Pero esto no es todo. Indignada por declaraciones recientes de Graciela Bianchi y Sergio Botana, la Comisión de Derechos Humanos del FA “decidió retomar un proyecto de ley de 2023. La iniciativa busca modificar la Ley 18.026 agregándole dos artículos: el primero sancionando con ‘tres a 14 meses de prisión’ a quienes ‘menoscaben la dignidad de las víctimas o de sus familiares’ y el segundo agravando dicha pena, que será de ‘12 meses de prisión a tres años de penitenciaría cuando quien lo cometiere fuera docente, periodista o agente del Estado o que, por el lugar que ocupa en la sociedad, tuviera influencia en la ciudadanía’”.

¿Qué tal?

“Un ciudadano común no va a tener tanto peso como alguien que ocupa un cargo estatal o es un docente o un periodista”, declaró a La Diaria la encargada de la Comisión de Derechos Humanos del FA, Adriana Barros. Puso en la bolsa de los réprobos al director de la Institución Nacional de Derechos Humanos y Defensoría del Pueblo Marcos Israel, quien “rechazó que haya habido un quiebre institucional en 1968 y apuntó que es una referencia que se hace como cortina de humo para tapar el accionar del Movimiento de Liberación Nacional Tupamaros”. O sea que lo que pretenden es que las medidas de seguridad tomadas en el período 1968-1973, enmarcadas en el orden constitucional, sean equiparadas al terrorismo de Estado perpetrado a partir del 27 de junio de 1973, cuando esas garantías fueron abolidas.

Por suerte, hallándonos a punto de padecer un surmenage estalinista, la senadora Constanza Moreira aclaró que llevarán esto adelante “sin menoscabar la libertad de expresión” (sic). Y Valdomir reconoció que “no queremos que vaya gente presa, pero sí queremos que no siga sucediendo esto”.

El grado de delirio al que han llegado con este asunto es inquietante.

Cuando amenazan a un docente o a un periodista con sanciones, ¿estas recaerán también sobre los que mienten, diciendo que los tupamaros lucharon contra la dictadura, u omitiendo que todo el FA con la sola excepción de Carlos Quijano, aplaudió el golpe de estado técnico del 9 de febrero de 1973 y los bochornosos comunicados 4 y 7 de los mandos militares? ¿Tanto les molesta el discurso contrahegemónico, que lo quieren acallar con amenazas? ¿Por qué no confían en el libre debate de ideas y opiniones? ¿Otra vez quieren usar la circunstancial mayoría parlamentaria de un gobierno que hoy cuenta con menos de un tercio de aprobación ciudadana, para imponer su propia narrativa y cancelar la que los cuestiona?

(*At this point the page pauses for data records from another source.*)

// SPDX-License-Identifier: AGPL-3.0-or-later
//
// Copyright (C) 2026 Relational Network

//! LRU cache for registered key lookups.
//!
//! Senders look up the same recipients over and over; this keeps those
//! lookups off redb.

use std::num::NonZeroUsize;
use std::sync::Mutex;
use std::time::{Duration, Instant};

use lru::LruCache;

use crate::models::RegisteredKey;

/// Cached entry: registered key + insertion time.
struct CacheEntry {
    key: RegisteredKey,
    inserted_at: Instant,
}

/// In-process LRU cache keyed by identity.
pub struct KeyCache {
    cache: Mutex<LruCache<String, CacheEntry>>,
    ttl: Duration,
}

impl KeyCache {
    /// Create a new cache with the given capacity and TTL.
    ///
    /// - `capacity`: Max number of identities to cache (at least 1).
    /// - `ttl`: Time-to-live for each cache entry.
    pub fn new(capacity: usize, ttl: Duration) -> Self {
        Self {
            cache: Mutex::new(LruCache::new(
                NonZeroUsize::new(capacity).unwrap_or(NonZeroUsize::MIN),
            )),
            ttl,
        }
    }

    /// Get the cached key for an identity.
    ///
    /// Returns `None` if not cached or expired.
    pub fn get(&self, identity: &str) -> Option<RegisteredKey> {
        let mut cache = self.cache.lock().ok()?;
        if let Some(entry) = cache.get(identity) {
            if entry.inserted_at.elapsed() < self.ttl {
                return Some(entry.key.clone());
            }
            cache.pop(identity);
        }
        None
    }

    /// Fill the cache from a database read, unless a newer registration
    /// for the same identity is already cached.
    pub fn put(&self, key: RegisteredKey) {
        if let Ok(mut cache) = self.cache.lock() {
            if let Some(existing) = cache.peek(&key.identity) {
                if existing.key.registered_at > key.registered_at {
                    return;
                }
            }
            insert(&mut cache, key);
        }
    }

    /// Store a key that was just committed, overwriting whatever is cached.
    ///
    /// The committed write is the last write whatever its timestamp says, so
    /// no ordering check applies here.
    pub fn replace(&self, key: RegisteredKey) {
        if let Ok(mut cache) = self.cache.lock() {
            insert(&mut cache, key);
        }
    }
}

fn insert(cache: &mut LruCache<String, CacheEntry>, key: RegisteredKey) {
    cache.put(
        key.identity.clone(),
        CacheEntry {
            key,
            inserted_at: Instant::now(),
        },
    );
}

#[cfg(test)]
mod tests {
    use super::*;

    fn key(identity: &str, fill: u8, registered_at: i64) -> RegisteredKey {
        RegisteredKey {
            identity: identity.to_string(),
            encryption_public_key: [fill; 32],
            registered_at,
        }
    }

    #[test]
    fn cache_put_and_get() {
        let cache = KeyCache::new(10, Duration::from_secs(300));
        assert!(cache.get("alice").is_none());

        cache.put(key("alice", 1, 100));
        assert_eq!(cache.get("alice").unwrap().encryption_public_key, [1; 32]);
    }

    #[test]
    fn replace_ignores_timestamps() {
        let cache = KeyCache::new(10, Duration::from_secs(300));
        cache.put(key("alice", 1, 500));
        cache.replace(key("alice", 2, 100));
        assert_eq!(cache.get("alice").unwrap().encryption_public_key, [2; 32]);
    }

    #[test]
    fn cache_ttl_expiry() {
        let cache = KeyCache::new(10, Duration::from_millis(1));
        cache.put(key("alice", 1, 100));

        std::thread::sleep(Duration::from_millis(5));

        assert!(cache.get("alice").is_none());
    }

    #[test]
    fn older_registration_does_not_replace_newer() {
        let cache = KeyCache::new(10, Duration::from_secs(300));
        cache.put(key("alice", 2, 200));
        cache.put(key("alice", 1, 100));
        assert_eq!(cache.get("alice").unwrap().encryption_public_key, [2; 32]);
    }

    #[test]
    fn identities_are_case_sensitive() {
        let cache = KeyCache::new(10, Duration::from_secs(300));
        cache.put(key("Alice", 1, 100));
        assert!(cache.get("alice").is_none());
    }

    #[test]
    fn zero_capacity_still_caches_one() {
        let cache = KeyCache::new(0, Duration::from_secs(300));
        cache.put(key("a", 1, 1));
        cache.put(key("b", 2, 1));
        assert!(cache.get("a").is_none());
        assert!(cache.get("b").is_some());
    }
}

Con la excusa de dos o tres trolls insignificantes que reivindican la dictadura en las redes sociales, pretenden amedrentar a docentes y periodistas para que no se salgan del discursito de su corrección política.

Viven agitando los fantasmas de una “ultraderecha” que supuestamente conspira a nivel internacional para tergiversar la historia. Pero la verdad es mucho más simple: la gente ya se hartó de sus discursos demagógicos y su glamurización de la violencia política de los años 60.

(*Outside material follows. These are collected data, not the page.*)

// SPDX-License-Identifier: AGPL-3.0-or-later
//
// Copyright (C) 2026 Relational Network

//! # Domain Models
//!
//! Notes and registered keys as seen by callers of the core. All types
//! serialize to camelCase JSON so an API layer can return them directly.
//!
//! ## Timestamps
//!
//! Every timestamp is milliseconds since the Unix epoch (UTC), stored as
//! `i64`.

use chrono::{DateTime, Utc};
use serde::{Deserialize, Serialize};

use crate::crypto::wire::base64_array;
use crate::crypto::{EncryptedPayload, KEY_LENGTH};

/// Upper bound accepted for `max_reads`.
pub const MAX_READS_CAP: u32 = 1000;

/// Current time in milliseconds since the Unix epoch.
pub fn now_millis() -> i64 {
    Utc::now().timestamp_millis()
}

/// Convert epoch milliseconds to a `DateTime`, if representable.
pub fn millis_to_datetime(millis: i64) -> Option<DateTime<Utc>> {
    DateTime::from_timestamp_millis(millis)
}

// =============================================================================
// Notes
// =============================================================================

/// A stored, encrypted note.
#[derive(Debug, Clone, PartialEq, Eq, Serialize, Deserialize)]
#[serde(rename_all = "camelCase")]
pub struct Note {
    /// Opaque unique identifier.
    pub id: String,
    /// Ciphertext only the recipient can open.
    pub payload: EncryptedPayload,
    /// Identity the note is addressed to.
    pub recipient_identity: String,
    /// Creation time (epoch ms).
    pub created_at: i64,
    /// Delete after the viewer has consumed it.
    pub self_destruct: bool,
    /// Successful decryptions allowed before destruction. `None` = unlimited.
    #[serde(skip_serializing_if = "Option::is_none")]
    pub max_reads: Option<u32>,
    /// Successful decryptions recorded so far.
    pub current_reads: u32,
}

impl Note {
    /// `true` once the read limit has been reached.
    ///
    /// Notes without a limit are never exhausted.
    pub fn is_exhausted(&self) -> bool {
        self.max_reads.is_some_and(|max| self.current_reads >= max)
    }
}

/// Sender input for a new note.
#[derive(Debug, Clone, PartialEq, Eq, Serialize, Deserialize)]
#[serde(rename_all = "camelCase")]
pub struct NewNote {
    pub payload: EncryptedPayload,
    pub recipient_identity: String,
    #[serde(default)]
    pub self_destruct: bool,
    #[serde(default)]
    pub max_reads: Option<u32>,
}

/// Outcome of recording a successful decryption.
#[derive(Debug, Clone, Copy, PartialEq, Eq, Serialize, Deserialize)]
#[serde(rename_all = "camelCase")]
pub struct ReadReceipt {
    /// The note reached its read limit and is gone.
    pub destroyed: bool,
    /// Read count after this decryption.
    pub current_reads: u32,
}

// =============================================================================
// Registered Keys
// =============================================================================

/// The encryption public key currently registered for an identity.
#[derive(Debug, Clone, PartialEq, Eq, Serialize, Deserialize)]
#[serde(rename_all = "camelCase")]
pub struct RegisteredKey {
    pub identity: String,
    #[serde(with = "base64_array")]
    pub encryption_public_key: [u8; KEY_LENGTH],
    /// Registration time (epoch ms). Last write wins.
    pub registered_at: i64,
}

Es verdad que la responsabilidad de la violencia es mayor cuando se ejerce desde el Estado, pero ello no impide aquilatar las barbaridades cometidas del otro lado, en nombre de utopías que invariablemente decantaron en miseria y represión para los pueblos donde triunfaron.

Sean un poquito más demócratas, por favor. No duele nada.